I think we can all rest assured, that with the hundreds of millions of dollars at stake, their SF protection systems is in good hands, and undoubtedly work.


----------



## RogiervG (Nov 10, 2021)

Germain B said:


> There are actually cracked version of Steinberg products including Cubase 11 Pro out there.
> 
> I never had an issue with the dongle and my computer is 99% of the time offline so I'm not really pleased with this new system...
> But as they allow a 30 days offline activation it might just be fine.
> I'm not sure but this upcoming 1 year offline activation might not be free, right ?


I doubt that cracked version works, and doesn't crash within minutes.

as for the offline, well:
"We know that in some special circumstances, you might not be able to connect the computer on which you run your Steinberg software to the internet, and very soon we will provide the ability to check out a license for a period of one year. " - As per their news text.
Not sure how this works out, if it costs or not.. or that you are needing to confirm to a special agreement (additional), since a year is very long.


----------



## Germain B (Nov 10, 2021)

RogiervG said:


> I doubt that cracked version works, and doesn't crash within minutes.


Ah yes, that's another story.


----------



## SteveC (Nov 10, 2021)

YK47 said:


> All this was unneeded... just because some little kids hated the dongles as they could not get the product on "questionable" websites for free.
> Then you have another tiny minority that moans about dongles. But most people who use them have absolutely no problem with them. I love them in fact.


Thank you for calling me a child. But I have spent a lot of money on certain programs, so I expect a little more trust from the developers.


----------



## Laddy (Nov 10, 2021)

Hobbyist music production is such a huge market. This may not be representative, but for what its worth, none of the kids I talk with at school (I'm a teacher) are interested in Cubase. They all seem to gravitate towards FL studio.. I think dropping the dongle is necessary to have as much as a theoretical chance to recruit any of these new beat makers


----------



## cleverr1 (Nov 10, 2021)

So anyone using Cubase 12 has to login to Steinberg once a month or their software stops working. If Steinberg were to go bust we'd all lose our software for good.

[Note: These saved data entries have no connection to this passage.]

//! Shared helpers for the HTTP flow tests.
#![allow(dead_code, unused_macros)]

use actix_web::body::MessageBody;
use actix_web::cookie::Cookie;
use actix_web::dev::ServiceResponse;
use actix_web::http::header;
use actix_web::test::{self, TestRequest};
use uuid::Uuid;

use quill_core::domain::User;
use quill_core::services::{AdminUserCreate, Registration};
use quill_infra::JwtConfig;
use web_server::AppState;
use web_server::config::Settings;
use web_server::middleware::SESSION_COOKIE;

pub const PASSWORD: &str = "secret123";

/// Fresh in-memory application state.
pub fn test_state() -> AppState {
    let settings = Settings {
        media_root: std::env::temp_dir().join(format!("quill-test-{}", Uuid::new_v4().simple())),
        ..Settings::default()
    };
    AppState::in_memory(settings, JwtConfig::default())
}

pub async fn register(state: &AppState, username: &str) -> User {
    state
        .accounts()
        .register(Registration {
            username: username.to_string(),
            email: format!("{username}@example.com"),
            password: PASSWORD.to_string(),
            password2: PASSWORD.to_string(),
        })
        .await
        .expect("registration succeeds")
}

pub async fn register_admin(state: &AppState, username: &str) -> User {
    state
        .user_admin()
        .create(AdminUserCreate {
            username: username.to_string(),
            email: format!("{username}@example.com"),
            password: PASSWORD.to_string(),
            password2: PASSWORD.to_string(),
            about_me: None,
            admin: true,
        })
        .await
        .expect("admin creation succeeds")
}

/// The browser side of a session: whatever `quill_session` cookie the server
/// last handed out.
#[derive(Debug, Default, Clone)]
pub struct Jar(Option<Cookie<'static>>);

impl Jar {
    pub fn apply(&self, req: TestRequest) -> TestRequest {
        match &self.0 {
            Some(cookie) => req.cookie(cookie.clone()),
            None => req,
        }
    }

    pub fn store<B>(&mut self, resp: &ServiceResponse<B>) {
        if let Some(cookie) = resp
            .response()
            .cookies()
            .find(|c| c.name() == SESSION_COOKIE)
        {
            self.0 = Some(cookie.into_owned());
        }
    }

    pub fn cookie(&self) -> Option<&Cookie<'static>> {
        self.0.as_ref()
    }
}

pub fn location<B>(resp: &ServiceResponse<B>) -> String {
    resp.headers()
        .get(header::LOCATION)
        .and_then(|v| v.to_str().ok())
        .unwrap_or_default()
        .to_string()
}

pub async fn body_string<B: MessageBody>(resp: ServiceResponse<B>) -> String {
    let bytes = test::read_body(resp).await;
    String::from_utf8(bytes.to_vec()).expect("utf-8 body")
}

/// The hidden `csrf_token` value of the first form on a page.
pub fn csrf_token(html: &str) -> String {
    let marker = r#"name="csrf_token" value=""#;
    let start = html.find(marker).expect("page has a CSRF field") + marker.len();
    let end = html[start..].find('"').expect("closing quote") + start;
    html[start..end].to_string()
}

/// Build the application service around `state`.
macro_rules! test_app {
    ($state:expr) => {
        actix_web::test::init_service(
            actix_web::App::new()
                .wrap(web_server::SessionMiddleware)
                .app_data(actix_web::web::Data::new($state.clone()))
                .configure(web_server::configure_routes),
        )
        .await
    };
}

/// Send a request with the jar's cookie and keep any cookie handed back.
macro_rules! send {
    ($app:expr, $jar:expr, $req:expr) => {{
        let resp = actix_web::test::call_service(&$app, $jar.apply($req).to_request()).await;
        $jar.store(&resp);
        resp
    }};
}

/// The CSRF token rendered on `uri` for this jar's session.
macro_rules! csrf_for {
    ($app:expr, $jar:expr, $uri:expr) => {{
        let resp = send!($app, $jar, actix_web::test::TestRequest::get().uri($uri));
        assert_eq!(resp.status(), actix_web::http::StatusCode::OK, "GET {}", $uri);
        common::csrf_token(&common::body_string(resp).await)
    }};
}

/// Log in through the login form.
macro_rules! log_in {
    ($app:expr, $jar:expr, $email:expr, $remember:expr) => {
        log_in!($app, $jar, $email, $remember, "/login")
    };
    ($app:expr, $jar:expr, $email:expr, $remember:expr, $uri:expr) => {{
        let token = csrf_for!($app, $jar, "/login");
        let mut form = vec![
            ("email", $email.to_string()),
            ("password", common::PASSWORD.to_string()),
            ("csrf_token", token),
        ];
        if $remember {
            form.push(("remember", "y".to_string()));
        }
        send!(
            $app,
            $jar,
            actix_web::test::TestRequest::post().uri($uri).set_form(&form)
        )
    }};
}
//! Application services - the use cases the web layer drives.
//!
//! Each service owns the ports it needs and returns [`DomainError`]; input
//! problems come back as [`DomainError::Invalid`] with every failing field.

mod accounts;
mod admin;
mod posts;
#[cfg(test)]
mod testing;

pub use accounts::{AccountService, Credentials, Picture, ProfileUpdate, Registration};
pub use admin::{AdminPostDraft, AdminUserCreate, AdminUserUpdate, Dashboard, PostAdmin, UserAdmin};
pub use posts::{PostDraft, PostService};

use uuid::Uuid;

use crate::error::{DomainError, RepoError};
use crate::ports::UserRepository;
use crate::validation::FieldErrors;

/// Messages used when a username or email already belongs to someone else.
pub(crate) struct ConflictMessages {
    pub username: &'static str,
    pub email: &'static str,
}

pub(crate) const REGISTRATION_CONFLICTS: ConflictMessages = ConflictMessages {
    username: "Please use a different username.",
    email: "Please use a different email address.",
};

pub(crate) const PROFILE_CONFLICTS: ConflictMessages = ConflictMessages {
    username: "Username is taken. Please choose another username!",
    email: "Email is taken. Please choose another email!",
};

/// Look for other accounts holding `username` or `email`.
///
/// Fields already failing in `known` are not checked again; `current` is the
/// account being edited, whose own values never conflict.
pub(crate) async fn find_conflicts(
    users: &dyn UserRepository,
    username: &str,
    email: &str,
    current: Option<Uuid>,
    messages: &ConflictMessages,
    known: &FieldErrors,
) -> Result<FieldErrors, RepoError> {
    let mut errors = FieldErrors::new();
    let is_other = |id: Uuid| current != Some(id);

    if !known.contains("username") {
        if let Some(existing) = users.find_by_username(username).await? {
            if is_other(existing.id) {
                errors.add("username", messages.username);
            }
        }
    }
    if !known.contains("email") {
        if let Some(existing) = users.find_by_email(email).await? {
            if is_other(existing.id) {
                errors.add("email", messages.email);
            }
        }
    }
    Ok(errors)
}

/// Map a unique-constraint failure that slipped past [`find_conflicts`]
/// onto the same inline messages.
pub(crate) fn conflict_error(err: RepoError, messages: &ConflictMessages) -> DomainError {
    match err {
        RepoError::Constraint(detail) => {
            let mut errors = FieldErrors::new();
            if detail.contains("email") {
                errors.add("email", messages.email);
            } else if detail.contains("username") {
                errors.add("username", messages.username);
            } else {
                return DomainError::Repo(RepoError::Constraint(detail));
            }
            DomainError::Invalid(errors)
        }
        other => DomainError::Repo(other),
    }
}

/// Normalise an optional password field: blank means "unchanged".
pub(crate) fn supplied(value: Option<String>) -> Option<String> {
    value.filter(|v| !v.is_empty())
}
//! Application configuration loaded from environment variables.

use std::env;
use std::path::PathBuf;
use std::time::Duration;

use quill_infra::{DatabaseConfig, JwtConfig};

#[cfg(feature = "redis")]
use quill_infra::RedisConfig;

/// Knobs the request handlers read at runtime.
#[derive(Debug, Clone)]
pub struct Settings {
    /// Idle lifetime of a browser-session login (sliding).
    pub session_ttl: Duration,
    /// Lifetime of a "remember me" login.
    pub remember_for: Duration,
    pub cookie_secure: bool,
    pub media_root: PathBuf,
    pub posts_per_page: u64,
    pub admin_page_size: u64,
}

impl Default for Settings {
    fn default() -> Self {
        Self {
            session_ttl: Duration::from_secs(24 * 3600),
            remember_for: Duration::from_secs(365 * 24 * 3600),
            cookie_secure: false,
            media_root: PathBuf::from("./media"),
            posts_per_page: 5,
            admin_page_size: 20,
        }
    }
}

/// Application configuration.
#[derive(Debug, Clone)]
pub struct AppConfig {
    pub host: String,
    pub port: u16,
    pub database: Option<DatabaseConfig>,
    #[cfg(feature = "redis")]
    pub redis: Option<RedisConfig>,
    pub jwt: JwtConfig,
    pub settings: Settings,
}

fn parsed<T: std::str::FromStr>(name: &str, default: T) -> T {
    env::var(name)
        .ok()
        .and_then(|v| v.trim().parse().ok())
        .unwrap_or(default)
}

impl AppConfig {
    /// Load configuration from environment variables.
    pub fn from_env() -> Self {
        let defaults = Settings::default();
        let settings = Settings {
            session_ttl: Duration::from_secs(parsed("SESSION_TTL_HOURS", 24u64) * 3600),
            remember_for: Duration::from_secs(parsed("REMEMBER_DAYS", 365u64) * 24 * 3600),
            cookie_secure: env::var("SESSION_COOKIE_SECURE")
                .map(|v| v == "true" || v == "1")
                .unwrap_or(false),
            media_root: env::var("MEDIA_ROOT")
                .map(PathBuf::from)
                .unwrap_or(defaults.media_root),
            posts_per_page: parsed("POSTS_PER_PAGE", defaults.posts_per_page).max(1),
            admin_page_size: parsed("ADMIN_PAGE_SIZE", defaults.admin_page_size).max(1),
        };

        Self {
            host: env::var("HOST").unwrap_or_else(|_| "127.0.0.1".to_string()),
            port: parsed("PORT", 8080),
            database: DatabaseConfig::from_env(),
            #[cfg(feature = "redis")]
            redis: RedisConfig::from_env(),
            jwt: JwtConfig::from_env(),
            settings,
        }
    }
}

This could be a pre-cursor to them moving to a subscription service.

I see this as terrible news for the end users.


----------



## Michael Antrum (Nov 10, 2021)

cleverr1 said:


> So anyone using Cubase 12 has to login to Steinberg once a month or their software stops working. If Steinberg were to go bust we'd all lose our software for good. This could be a pre-cursor to them moving to a subscription service.
> 
> I see this as terrible news for the end users.


They are owned by Yamaha aren’t they ?


----------



## cleverr1 (Nov 10, 2021)

Michael Antrum said:


> They are owned by Yamaha aren’t they ?


Yes I understand so. So long as they remain part of Yamaha's strategy it should be secure, but that could change at any time.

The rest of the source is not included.